Bhutan’s Masked Dancers

I didn’t first arrive in Bhutan to chase performances with my camera. I’ve been fortunate enough to visit several times now, both on my own and leading small photography groups, and it never quite settles into something predictable.

A masked dancer steps forward, while another practices behind him.
A masked performer spins through the light, drum and fabric blurring into a single moment of motion.

What happened was something totally different. The masked dances, Cham, aren’t staged as entertainment in the way we usually think of performances. They’re woven into daily life, you feel that right away. The courtyard fills up, musicians strike up their tunes, and you’re not just watching anymore – you’re swept into a rhythm people have been living for generations.

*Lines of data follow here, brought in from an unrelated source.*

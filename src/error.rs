use reqwest::StatusCode;

pub type Result<T> = std::result::Result<T, Error>;

pub const GENERIC_ERROR_MESSAGE: &str = "Something went wrong. Please try again.";

#[derive(Debug, thiserror::Error)]
pub enum Error {
    #[error("Configuration error: {0}")]
    Config(String),

    /// Client-side check failed before any request was issued.
    #[error("{0}")]
    Validation(String),

    #[error("Validation error: {0}")]
    InvalidForm(#[from] validator::ValidationErrors),

    #[error("API error ({status}): {message}")]
    Api {
        status: StatusCode,
        message: String,
        /// Raw response body, kept for endpoints that answer with extra flags.
        details: serde_json::Value,
    },

    #[error("Unauthorized: {0}")]
    Unauthorized(String),

    /// 401 that cleared the stored credentials, with the backend's message if any.
    #[error("Session expired, please log in again")]
    SessionExpired(Option<String>),

    #[error("HTTP error: {0}")]
    Http(#[from] reqwest::Error),

    #[error("JSON error: {0}")]
    Json(#[from] serde_json::Error),

    #[error("Invalid URL: {0}")]
    Url(#[from] url::ParseError),

    #[error("IO error: {0}")]
    Io(#[from] std::io::Error),

    #[error("CSV export error: {0}")]
    Csv(#[from] csv::Error),

    #[error("Excel export error: {0}")]
    Xlsx(#[from] rust_xlsxwriter::XlsxError),
}

impl Error {
    pub fn api(status: StatusCode, message: impl Into<String>) -> Self {
        Self::api_with_details(status, message, serde_json::Value::Null)
    }

    pub fn api_with_details(
        status: StatusCode,
        message: impl Into<String>,
        details: serde_json::Value,
    ) -> Self {
        Error::Api {
            status,
            message: message.into(),
            details,
        }
    }

    pub fn details(&self) -> Option<&serde_json::Value> {
        match self {
            Error::Api { details, .. } if !details.is_null() => Some(details),
            _ => None,
        }
    }

    pub fn status(&self) -> Option<StatusCode> {
        match self {
            Error::Api { status, .. } => Some(*status),
            Error::Unauthorized(_) | Error::SessionExpired(_) => Some(StatusCode::UNAUTHORIZED),
            Error::Http(err) => err.status(),
            _ => None,
        }
    }

    /// Text shown to the operator in an error toast.
    pub fn user_message(&self) -> String {
        match self {
            Error::Validation(msg) => msg.clone(),
            Error::InvalidForm(errors) => first_validation_message(errors)
                .unwrap_or_else(|| errors.to_string()),
            Error::Api { message, .. } | Error::Unauthorized(message) => {
                if message.trim().is_empty() {
                    GENERIC_ERROR_MESSAGE.to_string()
                } else {
                    message.clone()
                }
            }
            Error::SessionExpired(message) => message
                .as_deref()
                .map(str::trim)
                .filter(|m| !m.is_empty())
                .map(str::to_string)
                .unwrap_or_else(|| self.to_string()),
            _ => GENERIC_ERROR_MESSAGE.to_string(),
        }
    }
}

/// Field rules are reported before struct-level (`__all__`) rules.
fn first_validation_message(errors: &validator::ValidationErrors) -> Option<String> {
    let mut fields: Vec<_> = errors.field_errors().into_iter().collect();
    fields.sort_by(|a, b| (a.0 == "__all__", &a.0).cmp(&(b.0 == "__all__", &b.0)));
    fields.into_iter().find_map(|(field, errs)| {
        errs.first().map(|e| {
            e.message
                .as_ref()
                .map(|m| m.to_string())
                .unwrap_or_else(|| format!("{} is invalid", field))
        })
    })
}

At first, it’s the masks themselves that grab your attention. Up close, they’re almost overwhelming: bold colours, exaggerated faces, layers of detail that take a moment to digest. But pretty soon, you stop focusing on the masks. It becomes about everything moving together – the dancers, the crowd, wisps of smoke floating across, sound bouncing off old stone walls.

 

The courtyard fills with movement and shadow as dancers circle, the audience gathered closely around the edge.

 

A low angle reveals the rhythm of the dance, layered costumes and movement unfolding before a watching crowd.

There’s no sharp line between the dance and everyone around it. Kids perch at the edge, distracted but curious. Older folks zero in on every step, totally absorbed. Monks slip in and out of sight, part of the dance at times, silent observers at others. All of it bleeds together.

For a photographer, it’s unpredictable – never easy. Light shifts constantly. Sometimes you get soft, smoky glow, then suddenly the sun blazes through and throws hard shadows across the courtyard. Next thing you know, you’re inside, nearly in darkness, watching dancers get ready in total silence. There’s no chance to control any of it – and honestly, that’s what makes it exciting.

Behind the scenes, dancers and monks sit quietly, a pause between performances in a room filled with colour and calm.

My favourite moments usually weren’t in the thick of the performance. Maybe it was a dancer adjusting a mask in a doorway, a group just hanging out on the floor between dances, a boy leaning from a window, engrossed in whatever’s happening below. Those frames stick with me more than the “big” shots.

Then evening comes, and everything changes.

Faces lit by firelight, the crowd drawn into the ritual.

The energy shifts. Fires crackle, the air cools, things get tighter somehow. What was open and easy during the day turns intense at night. Firelight carves out pockets of brightness, separating faces, making the whole thing feel almost theatrical – though nothing about it is rehearsed. You react differently without realizing it. You slow down. Decisions come more deliberately. Instead of trying to capture every single thing, you just respond, moment by moment.3

Layers of masks and faces, each with a role to play.

Honestly, that’s Bhutan’s biggest gift. It makes you pare things back. When you travel somewhere like this, the instinct is to collect everything – every costume, every dance, every detail. But after a while, I realized thats not what matters. It isnt about covering all the bases; it’s about connecting. Noticing the quiet stuff that happens in the spaces between. How the sunlight hits a wall. The pause before a dancer steps back into the crowd. The hush most people miss. Those are the honest images.